JUEVES 3 DE AGOSTO DE 2000
Ť Olga Harmony Ť
No te preocupes, ojos azules
En un texto muy interesante Sergio Zurita contrapone a dos famosos cantantes ''pop" estadunidenses en un juego con el tiempo, sosteniendo un diálogo imposible. Frank Sinatra regresa de su muerte en el futuro, por un mandato de Dios (al que le gusta su interpretación de Chicago) para que le sean perdonadas sus muchas culpas si logra impedir el suicidio de Kurt Cobain, el solista del grupo de rock Nirvana. Por fortuna, el autor no entra en mayores complejidades filosóficas acerca de la temporalidad, ya que su propósito, hasta donde lo entiendo, es presentar dos modos de encarar la vida, el amor y la fama a través de estos personajes que tienen muchas más semejanzas de las que se podría pensar en principio, tales como su crecimiento en un hogar sórdido y pobre -mucho más en el caso del joven roquero- y el sufrimiento que una esposa abusiva les ha creado. Ambos se reconocen, también, en la portada de un disco del Nirvana en que un niño flota en el azul, que no es otro que el color de los ojos de Sinatra.
Sin desear caer en grandilocuencias, se podría identificar en esta obra a Sinatra como el impulso vital de Eros y a Cobain como la personalidad autodestructiva cercana a Tanatos. En lo personal me es más reconocible Frank Sinatra, que impuso la moda de los desmayos y las histerias de las adolescentes estadunidenses de mi generación, que desde entonces lo conoció como ''La voz". Sabemos todos de sus desvergonzadas ligas con la mafia de los casinos de Las Vegas, su liderazgo del grupo de actores que tuvo también influencias políticas, sus amoríos. Pero también, y además de su modo de cantar, su buen desempeño actoral en alguna película y sus ojos azules, Sinatra gozaba del don de la simpatía que lo convirtió en un personaje, no exento de cinismo, muy parecido al que interpretaba en el cine.
Kurt Cobain, con su temprana muerte, se convirtió en leyenda. Los que saben me dicen que ha quedado la duda de si el escopetazo que puso fin a su vida a los 27 años fue un suicidio o si su esposa, que quedó como una viuda rica y lanzada a la fama como actriz, lo asesinó. Para Zurita, se trata prácticamente de un suicidio inducido. El trágico y hastiado joven, adicto a las drogas, no puede vivir sin la mujer amada, pero no desea vivir con ella. En cambio, Sinatra que todavía sufre por la Gardner, se sobrepone a todo por ese impulso vital que finalmente, fue gran parte de su encanto: la apetencia de todo, aun en un ser tan colmado de dones, contrasta con la autoconmiseración de Kurt. La solución que el dramaturgo da al diálogo entre el viejo pecador y el joven desolado, aparte de que la muerte del roquero en su casa de Seattle es conocida por todos, tiene que ver con su juego del tiempo y no desmerece de su inteligente propuesta.
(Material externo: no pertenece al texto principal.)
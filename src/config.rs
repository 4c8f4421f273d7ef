//! Entity and attribute configuration.
//!
//! [`HydraConfig::load`] reads `config/hydra.toml` (optional) and `HYDRA__*`
//! environment variables, then turns the `[[entities]]` tables into a
//! [`StaticRegistry`] and [`EntityDef`]s.
//!
//! ```toml
//! [[entities]]
//! name = "Product"
//! table = "products"
//!
//! [entities.attributes]
//! string = ["color", "title"]
//! integer = ["stock"]
//!
//! [[entities]]
//! name = "Laptop"
//! table = "products"
//! base_type = "Product"
//!
//! [entities.attributes]
//! string = ["cpu"]
//! ```

use crate::entity::EntityDef;
use crate::error::{HydraError, HydraResult};
use crate::registry::{EntityAttributes, StaticRegistry, ValueCategory};
use config::{Config, ConfigError, Environment, File, FileFormat};
use serde::Deserialize;
use std::collections::BTreeMap;

const CONFIG_FILE: &str = "config/hydra.toml";
const ENV_PREFIX: &str = "HYDRA";

#[derive(Debug, Deserialize, Default, Clone, PartialEq)]
pub struct HydraConfig {
    #[serde(default)]
    pub entities: Vec<EntityConfig>,
}

/// One entity type and its dynamic attributes
#[derive(Debug, Deserialize, Clone, PartialEq)]
pub struct EntityConfig {
    pub name: String,
    pub table: String,
    #[serde(default = "default_primary_key")]
    pub primary_key: String,
    /// Root of the STI hierarchy; value rows are keyed by it
    #[serde(default)]
    pub base_type: Option<String>,
    #[serde(default = "default_inheritance_column")]
    pub inheritance_column: Option<String>,
    /// Attribute names keyed by category name (`string`, `integer`, ...)
    #[serde(default)]
    pub attributes: BTreeMap<String, Vec<String>>,
    /// Overrides of the conventional `<base type>_<category>_values` tables
    #[serde(default)]
    pub value_tables: BTreeMap<String, String>,
}

fn default_primary_key() -> String {
    "id".to_string()
}

fn default_inheritance_column() -> Option<String> {
    Some("type".to_string())
}

impl HydraConfig {
    /// Load the configuration from `config/hydra.toml`, falling back to env vars.
    pub fn load() -> Result<Self, ConfigError> {
        let builder = Config::builder()
            .add_source(File::with_name(CONFIG_FILE).required(false))
            .add_source(Environment::with_prefix(ENV_PREFIX).separator("__"));

        let settings = match builder.build() {
            Ok(cfg) => cfg,
            Err(err) => {
                if std::path::Path::new(CONFIG_FILE).exists() {
                    log::warn!("failed to load {CONFIG_FILE}, falling back to env: {err}");
                }
                Config::builder()
                    .add_source(Environment::with_prefix(ENV_PREFIX).separator("__"))
                    .build()
                    .map_err(|env_err| {
                        ConfigError::Message(format!(
                            "Failed to load configuration from file and env: {err}, then env-only error: {env_err}"
                        ))
                    })?
            }
        };

        settings.try_deserialize::<HydraConfig>().map_err(|e| {
            ConfigError::Message(format!(
                "Entity configuration could not be loaded from file or environment: {e}"
            ))
        })
    }

    /// Parse a TOML document with the same layout as `config/hydra.toml`
    pub fn from_toml_str(toml: &str) -> HydraResult<Self> {
        let settings = Config::builder()
            .add_source(File::from_str(toml, FileFormat::Toml))
            .build()?;
        Ok(settings.try_deserialize::<HydraConfig>()?)
    }

    pub fn entity(&self, name: &str) -> Option<&EntityConfig> {
        self.entities.iter().find(|entity| entity.name == name)
    }

    /// Entity definition of `name`
    ///
    /// # Errors
    ///
    /// `HydraError::Configuration` if `name` is not configured.
    pub fn entity_def(&self, name: &str) -> HydraResult<EntityDef> {
        self.entity(name)
            .map(EntityConfig::entity_def)
            .ok_or_else(|| HydraError::Configuration(format!("entity `{name}` is not configured")))
    }

    /// Build a registry with every configured entity.
    ///
    /// # Errors
    ///
    /// `HydraError::Configuration` for duplicate entity names, unknown category
    /// names, or an attribute declared under two categories.
    pub fn registry(&self) -> HydraResult<StaticRegistry> {
        let mut registry = StaticRegistry::new();
        for entity in &self.entities {
            if registry.entity(&entity.name).is_some() {
                return Err(HydraError::Configuration(format!(
                    "entity `{}` is configured twice",
                    entity.name
                )));
            }
            registry = registry.register(entity.name.clone(), entity.attributes()?);
        }
        log::debug!("registered {} entities from configuration", self.entities.len());
        Ok(registry)
    }
}

impl EntityConfig {
    pub fn base_type(&self) -> &str {
        self.base_type.as_deref().unwrap_or(&self.name)
    }

    pub fn entity_def(&self) -> EntityDef {
        let mut entity = EntityDef::new(&self.name, &self.table)
            .with_primary_key(&self.primary_key)
            .with_inheritance_column(self.inheritance_column.clone());
        if let Some(base_type) = &self.base_type {
            entity = entity.inherits(base_type);
        }
        entity
    }

    fn attributes(&self) -> HydraResult<EntityAttributes> {
        let mut seen: BTreeMap<&str, ValueCategory> = BTreeMap::new();
        let mut attributes = EntityAttributes::new();
        for (key, names) in &self.attributes {
            let category: ValueCategory = key.parse()?;
            for name in names {
                if let Some(previous) = seen.insert(name, category) {
                    return Err(HydraError::Configuration(format!(
                        "attribute `{}.{name}` is declared as both {previous} and {category}",
                        self.name
                    )));
                }
                attributes = attributes.attribute(name.clone(), category);
            }
        }
        attributes = attributes.with_conventional_tables(&snake_case(self.base_type()));
        for (key, table) in &self.value_tables {
            attributes = attributes.value_table(key.parse()?, table.clone());
        }
        Ok(attributes)
    }
}

/// `ProductVariant` -> `product_variant`
pub fn snake_case(name: &str) -> String {
    let mut out = String::with_capacity(name.len() + 4);
    let mut prev_lower = false;
    for ch in name.chars() {
        if ch.is_uppercase() {
            if prev_lower {
                out.push('_');
            }
            out.extend(ch.to_lowercase());
            prev_lower = false;
        } else {
            prev_lower = ch.is_lowercase() || ch.is_ascii_digit();
            out.push(ch);
        }
    }
    out
}

#[cfg(test)]
mod tests {
    use super::*;
    use crate::registry::AttributeRegistry;

    const CONFIG: &str = r#"
        [[entities]]
        name = "Product"
        table = "products"

        [entities.attributes]
        string = ["color", "title"]
        integer = ["stock"]

        [[entities]]
        name = "Laptop"
        table = "products"
        base_type = "Product"

        [entities.attributes]
        string = ["cpu"]
        boolean = ["refurbished"]

        [entities.value_tables]
        boolean = "laptop_flags"
    "#;

    #[test]
    fn test_defaults() {
        let config = HydraConfig::from_toml_str(CONFIG).unwrap();
        let product = config.entity("Product").unwrap();
        assert_eq!(product.primary_key, "id");
        assert_eq!(product.inheritance_column.as_deref(), Some("type"));
        assert_eq!(product.base_type(), "Product");
        assert_eq!(config.entity("Laptop").unwrap().base_type(), "Product");
    }

    #[test]
    fn test_registry_uses_base_type_tables() {
        let registry = HydraConfig::from_toml_str(CONFIG).unwrap().registry().unwrap();

        assert!(registry.is_dynamic_attribute("Product", "color"));
        assert!(!registry.is_dynamic_attribute("Product", "cpu"));
        assert_eq!(
            registry.value_table("Product", ValueCategory::Integer).as_deref(),
            Some("product_integer_values")
        );
        let cpu = registry.resolve_value_table("Laptop", "cpu").unwrap();
        assert_eq!(cpu.value_table, "product_string_values");
        let flag = registry.resolve_value_table("Laptop", "refurbished").unwrap();
        assert_eq!(flag.value_table, "laptop_flags");
        assert_eq!(
            registry.value_categories("Laptop"),
            Some(vec![ValueCategory::String, ValueCategory::Boolean])
        );
    }

    #[test]
    fn test_registry_matches_hand_built_one() {
        let from_config = HydraConfig::from_toml_str(CONFIG).unwrap().registry().unwrap();
        let by_hand = StaticRegistry::new().register(
            "Product",
            EntityAttributes::new()
                .attribute("color", ValueCategory::String)
                .attribute("title", ValueCategory::String)
                .attribute("stock", ValueCategory::Integer)
                .with_conventional_tables("product"),
        );
        for name in ["color", "title", "stock", "price"] {
            assert_eq!(
                from_config.attribute_category("Product", name),
                by_hand.attribute_category("Product", name)
            );
        }
        assert_eq!(
            from_config.value_categories("Product"),
            by_hand.value_categories("Product")
        );
    }

    #[test]
    fn test_entity_def_from_config() {
        let config = HydraConfig::from_toml_str(CONFIG).unwrap();
        let laptop = config.entity_def("Laptop").unwrap();
        assert_eq!(laptop.table(), "products");
        assert_eq!(laptop.base_type(), "Product");
        assert!(matches!(
            config.entity_def("Phone"),
            Err(HydraError::Configuration(_))
        ));
    }

    #[test]
    fn test_unknown_category_is_rejected() {
        let toml = r#"
            [[entities]]
            name = "Product"
            table = "products"

            [entities.attributes]
            blob = ["image"]
        "#;
        let config = HydraConfig::from_toml_str(toml).unwrap();
        assert_eq!(
            config.registry().unwrap_err(),
            HydraError::Configuration("unknown value category `blob`".to_string())
        );
    }

    #[test]
    fn test_attribute_in_two_categories_is_rejected() {
        let toml = r#"
            [[entities]]
            name = "Product"
            table = "products"

            [entities.attributes]
            string = ["size"]
            integer = ["size"]
        "#;
        let config = HydraConfig::from_toml_str(toml).unwrap();
        assert!(matches!(config.registry(), Err(HydraError::Configuration(_))));
    }

    #[test]
    fn test_empty_document() {
        let config = HydraConfig::from_toml_str("").unwrap();
        assert!(config.entities.is_empty());
        assert_eq!(config.registry().unwrap().entity_types().count(), 0);
    }

    #[test]
    fn test_snake_case() {
        assert_eq!(snake_case("Product"), "product");
        assert_eq!(snake_case("ProductVariant"), "product_variant");
        assert_eq!(snake_case("already_snake"), "already_snake");
    }
}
Con apenas una pequeña marcación en diseño escenográfico de Oscar Almeida -una estructura de hierro y tres muebles- de lo que es la casa de Kurt Cobain, se resuelve el espacio muy bien utilizado por Sergio Zurita que también dirige su texto. Juan Carlos Colombo interpreta a Frank Sinatra con discretos y reconocibles gestos del actor y cantante, sin pretender una caracterización groseramente imitativa, lo que se agradece. Roberto Soto encarna al desesperado Kurt y logra contrastar, aun en los momentos en que sonríe a los recuerdos, a su dolido personaje con la elegancia un poco cínica, un poco paternal, con que Colombo proyecta al suyo.
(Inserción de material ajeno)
//! Result rows handed back by a [`HydraExecutor`](crate::executor::HydraExecutor).

use crate::entity::EntityDef;
use crate::error::HydraResult;
use sea_query::Value;
use std::collections::HashMap;
use std::sync::Arc;

/// Column names shared by every row of one result set
#[derive(Debug, Clone, Default)]
pub struct ColumnInfo {
    names: Vec<String>,
    name_to_index: HashMap<String, usize>,
}

impl ColumnInfo {
    pub fn new(names: Vec<String>) -> Self {
        let name_to_index = names
            .iter()
            .enumerate()
            .map(|(i, name)| (name.clone(), i))
            .collect();
        Self {
            names,
            name_to_index,
        }
    }

    pub fn index_of(&self, name: &str) -> Option<usize> {
        self.name_to_index.get(name).copied()
    }

    pub fn names(&self) -> &[String] {
        &self.names
    }
}

/// A single row returned from a query
#[derive(Debug, Clone)]
pub struct Row {
    values: Vec<Value>,
    columns: Arc<ColumnInfo>,
}

impl Row {
    pub fn new(columns: Arc<ColumnInfo>, values: Vec<Value>) -> Self {
        Self { values, columns }
    }

    /// Build a standalone row from `(column, value)` pairs
    pub fn from_pairs<I, S>(pairs: I) -> Self
    where
        I: IntoIterator<Item = (S, Value)>,
        S: Into<String>,
    {
        let (names, values): (Vec<String>, Vec<Value>) =
            pairs.into_iter().map(|(name, value)| (name.into(), value)).unzip();
        Self::new(Arc::new(ColumnInfo::new(names)), values)
    }

    pub fn get(&self, name: &str) -> Option<&Value> {
        self.columns.index_of(name).and_then(|i| self.values.get(i))
    }

    pub fn get_index(&self, index: usize) -> Option<&Value> {
        self.values.get(index)
    }

    pub fn columns(&self) -> &[String] {
        self.columns.names()
    }

    pub fn len(&self) -> usize {
        self.values.len()
    }

    pub fn is_empty(&self) -> bool {
        self.values.is_empty()
    }

    /// Iterate `(column, value)` pairs in select order
    pub fn iter(&self) -> impl Iterator<Item = (&str, &Value)> {
        self.columns
            .names()
            .iter()
            .map(String::as_str)
            .zip(self.values.iter())
    }
}

/// Map a result row of `entity`'s table to a model
pub trait FromRow: Sized {
    fn from_row(entity: &EntityDef, row: &Row) -> HydraResult<Self>;
}

#[cfg(test)]
mod tests {
    use super::*;

    #[test]
    fn test_row_lookup_by_name_and_index() {
        let row = Row::from_pairs([
            ("id", Value::from(7i64)),
            ("title", Value::from("Lamp")),
        ]);
        assert_eq!(row.len(), 2);
        assert_eq!(row.get("id"), Some(&Value::from(7i64)));
        assert_eq!(row.get_index(1), Some(&Value::from("Lamp")));
        assert_eq!(row.get("missing"), None);
        assert_eq!(row.columns(), &["id".to_string(), "title".to_string()]);
    }

    #[test]
    fn test_rows_share_column_info() {
        let columns = Arc::new(ColumnInfo::new(vec!["id".into()]));
        let a = Row::new(Arc::clone(&columns), vec![Value::from(1i32)]);
        let b = Row::new(Arc::clone(&columns), vec![Value::from(2i32)]);
        assert_eq!(Arc::strong_count(&columns), 3);
        assert_ne!(a.get("id"), b.get("id"));
    }
}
La apropiación de personajes que pertenecen al imaginario colectivo para plantear a través de ellos formulaciones de vida, no es nueva en la dramaturgia, tampoco en la nuestra, pero quizá sean los ídolos populares -a los que la voracidad de los diferentes medios, a veces incluso de la página roja, describe en sus intimidades para consumo del público- los que más se presten para ello, porque son más ampliamente conocidos. Zurita toma a dos de generaciones y estilos artísticos diferentes, para ilustrar con toda eficacia dos formas de encarar los hechos, en una discusión sin resultados y sin moraleja, en la que prevalece con todo, y según imagino, la apetencia vital, así sea la de alguien tan trapacero como lo fue Frank Sinatra.